En nouvelle barbarie, les barbares ne sont pas les autres, inconnus ou différents, mais nous-mêmes, dès que nous nous contemplons sans complaisance. Telle est la thèse de Paul Chamberland dans un essai qui commente des événements datant pour la plupart des années 1990 (par exemple, le Sommet de la terre à Rio, la guerre du Golfe en 1991, la guerre en ex-Yougoslavie) et forme une version retravaillée d’articles ayant déjà fait l’objet d’une publication. Qu’il s’agisse de « crampe identitaire », de « fascisme ordinaire », de « violence économique » ou d’« indifférence placide », les lecteurs comprendront vite qu’il est inutile de s’attendre à une seule note optimiste, aussi frêle soit-elle. L’auteur nous voit vivre dans un « im-monde » dont « l’ordre symbolique et [. . .] la norme éthique qui sont à la racine de la subjectivité humaine et de la culture » sont sur le point de disparaître, détruits par le matérialisme et la « rationalité économique / technoscientifique ». La barbarie, selon Chamberland, est généralisée, depuis tout « totalitarisme », y compris le « technototalitarisme », jusqu’à l’emprise des médias ou encore la mondialisation. Le jugement est sans appel : l’atmosphère de fin de siècle que dépeint Chamberland est une atmosphère de fin de monde et, à le lire, le nouveau millénaire ne semble guère plus rassurant. En particulier, rien de ce qui est technologique ne trouve grâce aux yeux de l’auteur. À croire ce dernier, la technologie ne saurait ouvrir de voies de communication satisfaisantes ou promouvoir l’expression créatrice, et ne rend la vie ni vraiment meilleure ni vraiment plus simple. Pire, elle nous soustrait à l’humain. Bien qu’il ne soit pas fait mention du terme, nous entrons dans le règne du posthumain, un posthumain d’ailleurs voué à la catastrophe : « Nous n’existons plus, nous avons disparu de la scène du réel social »; nous sommes devenus des êtres « jetables ». En d’autres termes, il n’existe plus de solidarité, même si « la mort de l’autre [. . .] c’est le danger que court notre civilisation ».

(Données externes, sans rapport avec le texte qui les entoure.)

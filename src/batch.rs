//! Command batching and wire-request encoding
//!
//! A control transfer to the adapter can carry up to four payload bytes
//! packed into its 16-bit `value` and `index` fields, so sending display
//! traffic byte-by-byte would waste most of each transfer. [`Batch`]
//! coalesces consecutive same-type bytes into runs of up to
//! [`MAX_BATCH`] and [`Frame`] encodes a closed run into the
//! request/value/index triple handed to the transport.
//!
//! Bytes only coalesce while they share a *tag*: the operation class and
//! controller target mask combined exactly as they appear in the request
//! byte (e.g. `DATA | Target::BOTH.bits()`). A byte with a different tag
//! closes the pending run first, so bytes never reorder across a type
//! boundary. The session layer in [`crate::display`] drives this state
//! machine and performs the actual transfers.
//!
//! ## Example
//!
//! ```
//! use lcd2usb::command::{self, Target};
//! use lcd2usb::Batch;
//!
//! let tag = command::DATA | Target::BOTH.bits();
//! let mut batch = Batch::new();
//!
//! // 'H' and 'I' coalesce; nothing goes on the wire yet.
//! assert_eq!(batch.push(tag, b'H'), None);
//! assert_eq!(batch.push(tag, b'I'), None);
//!
//! // Closing the run yields one frame carrying both bytes.
//! let frame = match batch.take() {
//!     Some(frame) => frame,
//!     None => return,
//! };
//! assert_eq!(frame.value, 0x4948);
//! assert_eq!(frame.index, 0);
//! ```

/// Maximum payload bytes per control transfer
///
/// Two bytes each in the `value` and `index` fields. This is a hard
/// protocol ceiling, not a tunable.
pub const MAX_BATCH: usize = 4;

/// Length bits mask of the request byte (payload length minus one)
const LENGTH_MASK: u8 = 0b11;

/// An encoded control transfer ready for the wire
///
/// Constructed when a batch run is closed, handed to the transport,
/// discarded. Never retained or replayed.
#[derive(Clone, Copy, Debug, PartialEq, Eq)]
pub struct Frame {
    /// Request byte: tag with the length bits filled in
    pub request: u8,
    /// Payload bytes 0 and 1, little-endian, zero-filled past the run
    pub value: u16,
    /// Payload bytes 2 and 3, little-endian, zero-filled past the run
    pub index: u16,
}

impl Frame {
    /// Encode a run of 1..=[`MAX_BATCH`] bytes under the given tag
    ///
    /// The low two bits of the request byte encode the payload length
    /// minus one; a tag must leave them clear.
    pub fn pack(tag: u8, bytes: &[u8]) -> Self {
        debug_assert!(!bytes.is_empty() && bytes.len() <= MAX_BATCH);
        debug_assert_eq!(tag & LENGTH_MASK, 0);

        Self {
            request: tag | (bytes.len() as u8 - 1),
            value: halfword(bytes, 0),
            index: halfword(bytes, 2),
        }
    }

    /// Payload length encoded in the request byte
    pub fn payload_len(&self) -> usize {
        usize::from(self.request & LENGTH_MASK) + 1
    }

    /// Decode the packed payload back into bytes
    ///
    /// Returns the full 4-byte packing; only the first
    /// [`payload_len`](Self::payload_len) bytes belong to the run.
    pub fn payload(&self) -> [u8; MAX_BATCH] {
        let value = self.value.to_le_bytes();
        let index = self.index.to_le_bytes();
        [value[0], value[1], index[0], index[1]]
    }
}

/// Pack two consecutive payload bytes into one 16-bit field
fn halfword(bytes: &[u8], at: usize) -> u16 {
    let low = bytes.get(at).copied().unwrap_or(0);
    let high = bytes.get(at + 1).copied().unwrap_or(0);
    u16::from(low) | (u16::from(high) << 8)
}

/// Accumulation buffer for same-type payload bytes
///
/// The buffer holds at most [`MAX_BATCH`] bytes, all sharing one tag.
/// It is plain state: [`push`](Self::push) and [`take`](Self::take)
/// return the [`Frame`]s that must go on the wire, in submission order,
/// and the caller performs the transfers. One `Batch` belongs to exactly
/// one session; the flush-on-type-change ordering is only correct under
/// serialized access.
#[derive(Debug, Default)]
pub struct Batch {
    /// Tag of the run in progress, `None` when the buffer is empty
    tag: Option<u8>,
    /// Pending payload bytes, submission order
    bytes: [u8; MAX_BATCH],
    /// Number of pending bytes
    len: usize,
}

impl Batch {
    /// Create an empty buffer
    pub fn new() -> Self {
        Self::default()
    }

    /// Whether no bytes are pending
    pub fn is_empty(&self) -> bool {
        self.tag.is_none()
    }

    /// Append one byte under the given tag
    ///
    /// If a run with a different tag is pending it is closed and returned;
    /// the new byte then starts a fresh run. A run that reaches
    /// [`MAX_BATCH`] bytes is closed immediately. Either way, a returned
    /// frame carries only bytes submitted before any byte still buffered,
    /// so sending it right away preserves submission order on the wire.
    pub fn push(&mut self, tag: u8, byte: u8) -> Option<Frame> {
        let mut closed = None;
        if self.tag.is_some_and(|current| current != tag) {
            closed = self.take();
        }

        self.tag = Some(tag);
        self.bytes[self.len] = byte;
        self.len += 1;

        if self.len == MAX_BATCH {
            closed = self.take();
        }
        closed
    }

    /// Close the pending run, if any
    ///
    /// Returns `None` on an empty buffer (an explicit flush is then a
    /// no-op). The buffer is empty afterwards regardless of what the
    /// caller does with the frame.
    pub fn take(&mut self) -> Option<Frame> {
        let tag = self.tag.take()?;
        let frame = Frame::pack(tag, &self.bytes[..self.len]);
        self.len = 0;
        Some(frame)
    }
}

#[cfg(test)]
mod tests {
    use super::*;
    use crate::command::{self, Target};

    const DATA_BOTH: u8 = command::DATA | Target::BOTH.bits();
    const CMD_BOTH: u8 = command::COMMAND | Target::BOTH.bits();

    #[test]
    fn test_full_batch_closes_on_fourth_byte() {
        let mut batch = Batch::new();
        assert_eq!(batch.push(DATA_BOTH, 0x11), None);
        assert_eq!(batch.push(DATA_BOTH, 0x22), None);
        assert_eq!(batch.push(DATA_BOTH, 0x33), None);

        let frame = batch.push(DATA_BOTH, 0x44).unwrap();
        assert_eq!(frame.request, DATA_BOTH | 3);
        assert_eq!(frame.value, 0x2211);
        assert_eq!(frame.index, 0x4433);
        assert!(batch.is_empty());
    }

    #[test]
    fn test_type_change_closes_pending_run_first() {
        let mut batch = Batch::new();
        assert_eq!(batch.push(DATA_BOTH, b'a'), None);
        assert_eq!(batch.push(DATA_BOTH, b'b'), None);

        // The pending data run comes back; the command byte stays buffered.
        let frame = batch.push(CMD_BOTH, 0x01).unwrap();
        assert_eq!(frame.request, DATA_BOTH | 1);
        assert_eq!(frame.value, u16::from_le_bytes([b'a', b'b']));
        assert_eq!(frame.index, 0);

        let frame = batch.take().unwrap();
        assert_eq!(frame.request, CMD_BOTH);
        assert_eq!(frame.value, 0x0001);
    }

    #[test]
    fn test_target_change_is_a_type_change() {
        let ctrl0 = command::DATA | Target::CONTROLLER_0.bits();
        let mut batch = Batch::new();
        assert_eq!(batch.push(DATA_BOTH, 0x55), None);

        let frame = batch.push(ctrl0, 0x66).unwrap();
        assert_eq!(frame.request, DATA_BOTH);
        assert_eq!(frame.value, 0x0055);
    }

    #[test]
    fn test_take_on_empty_buffer_is_a_no_op() {
        let mut batch = Batch::new();
        assert_eq!(batch.take(), None);
        assert_eq!(batch.take(), None);
    }

    #[test]
    fn test_buffer_reusable_after_take() {
        let mut batch = Batch::new();
        assert_eq!(batch.push(CMD_BOTH, 0x80), None);
        assert!(batch.take().is_some());
        assert!(batch.is_empty());

        assert_eq!(batch.push(DATA_BOTH, 0x20), None);
        let frame = batch.take().unwrap();
        assert_eq!(frame.request, DATA_BOTH);
        assert_eq!(frame.value, 0x0020);
    }

    #[test]
    fn test_packing_round_trip_for_every_run_length() {
        let bytes = [0xDE, 0xAD, 0xBE, 0xEF];
        for len in 1..=MAX_BATCH {
            let frame = Frame::pack(DATA_BOTH, &bytes[..len]);
            assert_eq!(frame.payload_len(), len);
            assert_eq!(&frame.payload()[..len], &bytes[..len]);
            // Slots past the run are zero-filled.
            assert!(frame.payload()[len..].iter().all(|&b| b == 0));
        }
    }

    #[test]
    fn test_single_byte_frame_packs_into_value_low() {
        let frame = Frame::pack(CMD_BOTH, &[0x01]);
        assert_eq!(frame.request, CMD_BOTH);
        assert_eq!(frame.value, 0x0001);
        assert_eq!(frame.index, 0);
    }
}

En dépit (ou peut-être en raison) de la sévérité du ton, En nouvelle barbarie invite les lecteurs à une vive réflexion. En effet, ce livre est un défi de lecture. En particulier, il développe en nuances un [End Page 592] discours de culpabilisation. Ainsi les grandes injustices politiques et sociales exposées côtoient-elles les anecdotes du quotidien, par exemple lorsqu’un passager évite du regard une femme âgée chargée de lourds sacs qui monte dans un bus, lorsqu’un air « cool » cache un « mode d’être [. . .] prédateur » ou encore, faisant allusion à l’esthétisation pratiquée dans les sociétés totalitaires, lorsque « ceux qui s’adon-nent au training physique à la vue de tous » ne se rendent pas compte qu’ils contribuent, grâce à l’idéal de force corporelle qu’ils recherchent, à renforcer les préjugés contre « les “perdants”, les pauvres, les paumés ». Sujettes à polémique, ces prises de position dérangent parce qu’elles sont ou peuvent nous être proches. La politique internationale se conjugue dans ces pages à la politique individuelle; l’effet est doublement déstabilisant, les lecteurs se sentant pris à partie à la fois dans leur vécu et dans leurs connaissances du monde. Un tel essai suscitera vraisemblablement une réaction de refus, du moins partiel. On se dira que le monde ne peut pas être aussi mauvais, qu’il existe bel et bien des réussites sensibles et, qu’après tout, la gymnastique et le sport sont bénéfiques à la santé et au bien-être. Le scénario du pire qu’écrit Chamberland fera sans doute imaginer un scénario du meilleur.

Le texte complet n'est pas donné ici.